How One Man Brought the ALS Research Community Together

ALS patient Kevin Gosnell brought top doctors together, and now they're pledging to find a treatment in four years.

Kevin Gosnell

Gosnell with his wife, Kathy. Photos provided

Kevin Gosnell had absolutely no medical background. What he had was an ALS diagnosis, a knack for collaboration, and an overwhelming desire to find a cure.

He wrote one question on a Post-it note: “Why has it been 74 years since Lou Gehrig died, and we still have no treatment?” He vowed to find an answer.

That was in May of last year. By November, he had top ALS researchers from UMass Medical Center, Massachusetts General Hospital, the ALS Therapy Development Institute, and Compassionate Care ALS working together and pledging to find a treatment within four years. The initiative, which officially launches today, is called ALS One.

“One of the big things I realized was that the ALS community was extremely fractured in everything it does,” Gosnell says. “Nobody was really coming together as a team to really harness the power of all the people.”

So he called upon his lifetime of small business experience and did what he does best: built a team.

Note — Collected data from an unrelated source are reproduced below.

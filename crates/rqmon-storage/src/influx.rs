use crate::error::{Result, StorageError};
use crate::SnapshotWriter;
use async_trait::async_trait;
use rqmon_common::types::{Category, QueueSnapshot};
use std::time::Duration;

const MEASUREMENT: &str = "rabbitmq_queue";
const WRITE_TIMEOUT: Duration = Duration::from_secs(10);

/// Writes queue snapshots to InfluxDB 2.x using the line protocol.
pub struct InfluxWriter {
    client: reqwest::Client,
    write_url: String,
    token: String,
    environment: String,
}

impl InfluxWriter {
    pub fn new(url: &str, token: &str, org: &str, bucket: &str, environment: &str) -> Result<Self> {
        let client = reqwest::Client::builder().timeout(WRITE_TIMEOUT).build()?;
        Ok(Self {
            client,
            write_url: format!(
                "{}/api/v2/write?org={org}&bucket={bucket}&precision=s",
                url.trim_end_matches('/')
            ),
            token: token.to_string(),
            environment: environment.to_string(),
        })
    }
}

// Line protocol tag values escape comma, space and equals.
fn escape_tag(value: &str) -> String {
    value
        .replace(',', "\\,")
        .replace(' ', "\\ ")
        .replace('=', "\\=")
}

/// Encode one snapshot as a line protocol record.
///
/// Alongside the raw counters, three derived fields are stored so
/// dashboards don't have to recompute them: `total_messages`,
/// `net_rate` (publish minus ack) and `processing_lag_seconds`
/// (ready backlog over delivery rate, 0 when nothing is delivering).
pub fn encode_line(snapshot: &QueueSnapshot, category: Category, environment: &str) -> String {
    let total_messages = snapshot.messages_ready + snapshot.messages_unacked;
    let net_rate = snapshot.publish_rate - snapshot.ack_rate;
    let processing_lag_seconds = if snapshot.deliver_rate > 0.0 {
        snapshot.messages_ready as f64 / snapshot.deliver_rate
    } else {
        0.0
    };

    format!(
        "{MEASUREMENT},queue_name={},category={},environment={} \
         messages_ready={}i,messages_unacked={}i,consumer_count={}i,\
         publish_rate={},deliver_rate={},ack_rate={},\
         total_messages={}i,net_rate={},processing_lag_seconds={} {}",
        escape_tag(&snapshot.name),
        category,
        escape_tag(environment),
        snapshot.messages_ready,
        snapshot.messages_unacked,
        snapshot.consumer_count,
        snapshot.publish_rate,
        snapshot.deliver_rate,
        snapshot.ack_rate,
        total_messages,
        net_rate,
        processing_lag_seconds,
        snapshot.observed_at.timestamp()
    )
}

#[async_trait]
impl SnapshotWriter for InfluxWriter {
    async fn write(&self, batch: &[(QueueSnapshot, Category)]) -> Result<()> {
        if batch.is_empty() {
            return Ok(());
        }

        let body: String = batch
            .iter()
            .map(|(snapshot, category)| encode_line(snapshot, *category, &self.environment))
            .collect::<Vec<_>>()
            .join("\n");

        let response = self
            .client
            .post(&self.write_url)
            .header("Authorization", format!("Token {}", self.token))
            .header("Content-Type", "text/plain; charset=utf-8")
            .body(body)
            .send()
            .await?;

        let status = response.status();
        if !status.is_success() {
            let body = response.text().await.unwrap_or_default();
            return Err(StorageError::Api {
                status: status.as_u16(),
                body,
            });
        }

        tracing::debug!(points = batch.len(), "Snapshot batch written");
        Ok(())
    }
}

#[cfg(test)]
mod tests {
    use super::*;
    use chrono::{TimeZone, Utc};

    fn make_snapshot() -> QueueSnapshot {
        QueueSnapshot {
            name: "orders".to_string(),
            messages_ready: 120,
            messages_unacked: 30,
            consumer_count: 2,
            publish_rate: 10.0,
            deliver_rate: 8.0,
            ack_rate: 7.5,
            observed_at: Utc.with_ymd_and_hms(2024, 6, 1, 12, 0, 0).unwrap(),
        }
    }

    #[test]
    fn encodes_tags_fields_and_timestamp() {
        let line = encode_line(&make_snapshot(), Category::Core, "production");
        assert!(line.starts_with(
            "rabbitmq_queue,queue_name=orders,category=CORE,environment=production "
        ));
        assert!(line.contains("messages_ready=120i"));
        assert!(line.contains("messages_unacked=30i"));
        assert!(line.contains("consumer_count=2i"));
        assert!(line.contains("total_messages=150i"));
        assert!(line.contains("net_rate=2.5"));
        assert!(line.contains("processing_lag_seconds=15"));
        assert!(line.ends_with(" 1717243200"));
    }

    #[test]
    fn zero_deliver_rate_reports_zero_lag() {
        let mut snapshot = make_snapshot();
        snapshot.deliver_rate = 0.0;
        let line = encode_line(&snapshot, Category::Support, "staging");
        assert!(line.contains("processing_lag_seconds=0"));
        assert!(line.contains("category=SUPPORT"));
    }

    #[test]
    fn tag_values_are_escaped() {
        let mut snapshot = make_snapshot();
        snapshot.name = "dead letter,v2".to_string();
        let line = encode_line(&snapshot, Category::Core, "production");
        assert!(line.contains("queue_name=dead\\ letter\\,v2"));
    }
}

He started by founding the ALS Knights, a group of individuals committed to fundraising—they’ve already raised $650,000—and contributing to finding a cure. Next came ALS One, which he started by inviting top Boston researchers and doctors to a meeting at Mass General. He didn’t expect anyone to come. They all did, and the meeting ran long by two hours.

After that, Gosnell says, the doctors began meeting regularly, developing an aggressive collaborative research plan. Other groups, such as Answer ALS, have formed similar alliances, but ALS One’s pledge to find a treatment in just four years is a virtually unheard-of rate of change in the medical community.

“They said, ‘If we work as a team, and if we got the right funding, we could significantly reduce how long it would take us to do things, because of the power we have behind us,'” he remembers. “They’ve been around this disease; they know how horrific it is. When you see this all the time, you can’t help but find a sense of urgency to get it done.”

Gosnell is modest about his efforts, attributing his success to good communication. But beyond that, the 47-year-old father of three is motivated by the desire to leave a mark.

“I could go home, be secluded, curl up in a ball and cry, and wait to die. Or, I could take the time that I have left and try to move the needle a little bit,” he says. “I said to myself, what greater last lesson to teach my kids than to have them see strength, and courage, and grace?”

ALS One

The ALS One team.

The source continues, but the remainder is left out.